Colombia: Death Watch For Venezuela


August 2, 2015: Unable to get government agreement on a mutual ceasefire, FARC gave in and declared another unilateral ceasefire and the government then agreed to reduce its air attacks. Peace talks have resumed but are still stalled over amnesty, which most Colombians oppose. The government has told FARC that time is running out because the majority of Colombian voters will not support amnesty. The government has announced that it expects to have a final peace deal, or officially failed negotiations, by November (when the current FARC ceasefire expires). FARC is trying cope with its growing unpopularity (and popular opposition to amnesty) by calling for more action against corruption and the influence of gangsters in politics. This doesn’t get much traction inside Colombia because most Colombians have personal experience with FARC efforts (often violent) to manipulate elections and force elected officials to cooperate. Rural Colombians are also demanding that FARC stop planting landmines (which FARC promised to do but didn’t comply) and help remove existing mines.

In response to all these demands FARC is trying to focus on renewed demands for a Truth Commission. This has been tried before in Colombia. A decade ago, when the anti-leftist militias made peace with the government some former militia leaders, under pressure to confess their many sins (committed before they accepted an amnesty deal), called for FARC and ELN leaders to join with them in a "truth commission" like operation. The leftist rebels refused. South Africa pioneered the "truth commission" angle in the 1990s, where bad guys only got amnesty if they admitted the bad things they had done in the past. Guilt and the desire for revenge is always a problem when you try to use amnesty to end a bloody insurrection. It's a particular problem in Colombia, where the violence has been going on for several generations. Back in 2006 leftist rebels like FARC and ELN ignored the calls for a truth commission. Now a growing number of FARC leaders, faced with a majority of Colombians calling for prosecution of the more violent FACR leaders, are warming to the concept of a truth commission but only if it includes members of the government and the members of anti-leftist militias who already surrendered under the 2006 amnesty deal. Many Colombians like the idea of a truth commission but still want the more notorious of the FARC killers and kidnappers punished.

FARC has other image problems, like the one resulting from a June 21st attack in the southwest (Narino province). FARC bombed an of oil pipeline causing a large oil spill that got into a river and contaminated the water supply for thousands of people downstream. FARC gunmen also stopped a tanker truck and dumped its cargo into a river to cut the water supply for the local population. Although FARC quickly backed off on halting water trucks, they could do nothing about the long-term damage from the spilled oil. Now it is a month later and over 20,000 people are still depending on trucked in water because the spilled oil is still contaminating local water supplies. This is because nearly a million liters (over 410,000 gallons) got out of the break FARC put in the pipeline before the pipeline could be shut down and repaired. FARC prefers not to discuss this situation but the problem is getting more play in the media so FRAC has to deal with the blowback whether they want to or not.

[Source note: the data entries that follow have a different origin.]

//! Shared data model for the traintest driver
//!
//! Override definitions, discovered configurations, stage commands, and the
//! error type used across crates.

use std::fmt;
use std::path::{Path, PathBuf};

/// A named set of command-line override variations for one test flavor.
///
/// Each stage is one subprocess invocation's worth of extra argument tokens.
/// Multiple stages model sequential dependent runs (e.g. save a checkpoint,
/// then resume from it). A definition with no stages is never executed; the
/// base no-override case is a separate definition with one empty stage.
#[derive(Debug, Clone, PartialEq, Eq)]
pub struct OverrideDefinitions {
    /// Human-readable label identifying this flavor in logs and errors
    pub flavor: String,
    /// Ordered stages, each an ordered list of argument tokens
    pub stages: Vec<Vec<String>>,
}

impl OverrideDefinitions {
    #[must_use]
    pub fn new(flavor: impl Into<String>, stages: Vec<Vec<String>>) -> Self {
        Self {
            flavor: flavor.into(),
            stages,
        }
    }

    /// Whether this definition carries any stage to execute
    #[must_use]
    pub fn is_runnable(&self) -> bool {
        !self.stages.is_empty()
    }
}

impl Default for OverrideDefinitions {
    /// The base case: one stage with no extra arguments
    fn default() -> Self {
        Self {
            flavor: "default".to_string(),
            stages: vec![vec![]],
        }
    }
}

/// A configuration file marked for integration testing
#[derive(Debug, Clone, PartialEq, Eq)]
pub struct QualifyingConfig {
    pub path: PathBuf,
    pub file_name: String,
}

impl QualifyingConfig {
    #[must_use]
    pub fn new(path: PathBuf) -> Self {
        let file_name = path
            .file_name()
            .map(|name| name.to_string_lossy().into_owned())
            .unwrap_or_default();
        Self { path, file_name }
    }
}

/// One subprocess invocation: launcher, environment assignments, and the
/// stage's extra argument tokens.
///
/// Arguments are kept as an explicit token list and handed to the process
/// spawn primitive directly; no shell is involved.
#[derive(Debug, Clone, PartialEq, Eq)]
pub struct StageCommand {
    pub launcher: PathBuf,
    pub config_file: PathBuf,
    pub ngpu: u32,
    pub args: Vec<String>,
}

impl StageCommand {
    #[must_use]
    pub fn new(launcher: &Path, config_file: &Path, ngpu: u32, args: &[String]) -> Self {
        Self {
            launcher: launcher.to_path_buf(),
            config_file: config_file.to_path_buf(),
            ngpu,
            args: args.to_vec(),
        }
    }
}

impl fmt::Display for StageCommand {
    /// Human-readable rendering for logs and error messages, not a
    /// round-trippable shell snippet
    fn fmt(&self, f: &mut fmt::Formatter<'_>) -> fmt::Result {
        write!(
            f,
            "CONFIG_FILE={} NGPU={} {}",
            self.config_file.display(),
            self.ngpu,
            self.launcher.display()
        )?;
        for arg in &self.args {
            write!(f, " {arg}")?;
        }
        Ok(())
    }
}

/// Error types for discovery and execution
#[derive(thiserror::Error, Debug)]
pub enum TestError {
    #[error("traintest:{path}: ERR_DISCOVERY: {message}")]
    Discovery { path: String, message: String },

    #[error("traintest:{path}: ERR_CONFIG_PARSE: {message}")]
    ConfigParse { path: String, message: String },

    #[error("traintest: ERR_SPAWN: failed to launch `{command}`: {message}")]
    Spawn { command: String, message: String },

    #[error("traintest: ERR_TEST_FAILED: flavor: {flavor}, command: {command}, exit code: {code}")]
    TestFailed {
        flavor: String,
        command: String,
        code: i32,
    },
}

impl TestError {
    #[must_use]
    pub fn discovery(path: &Path, message: impl Into<String>) -> Self {
        Self::Discovery {
            path: path.display().to_string(),
            message: message.into(),
        }
    }

    #[must_use]
    pub fn config_parse(path: &Path, message: impl Into<String>) -> Self {
        Self::ConfigParse {
            path: path.display().to_string(),
            message: message.into(),
        }
    }

    #[must_use]
    pub fn spawn(command: String, message: impl Into<String>) -> Self {
        Self::Spawn {
            command,
            message: message.into(),
        }
    }

    #[must_use]
    pub fn test_failed(flavor: &str, command: String, code: i32) -> Self {
        Self::TestFailed {
            flavor: flavor.to_string(),
            command,
            code,
        }
    }
}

While the Colombian economy has been doing well (best performance in South America for the last few years) the plunging oil prices since 2013 have had a growing impact. In the last year the value of the local currency (peso) has declined 36 percent against the dollar. That has made Colombian exports more expensive to foreign customers. This has cut economic growth and increased inflation (to five percent). The Colombian stock market is down 16 percent so far this year. Since oil constituted nearly half the value of exports, the decline (50 percent) in the oil price has meant the government has less money to spend on rebuilding infrastructure and providing other services. Moreover the government borrowed lots of dollars overseas when oil was worth twice what it is today. These loans have to be repaid and there is less oil money to do that. This is forcing the government to be more efficient and innovative, because most Colombians now expect it. The population is quite proud of the economic growth of the last 15 years. In 2000 the country was a wreck politically and economically. Back then new leaders were elected who used American aid to revamp the security forces and that led to less corruption, a continuing string of defeats for drug gangs, leftist rebels and criminals of all sorts and that led to economic growth and a better life for most Colombians. Now it all appears to be in danger with leftist rebels stalling on a peace deal and still trying to wreck the economy. As for the low oil price, blaming the United States doesn’t work as well as it used to, especially since many Colombians understand that the low oil price is mainly about the feud between Saudi Arabia and Iran.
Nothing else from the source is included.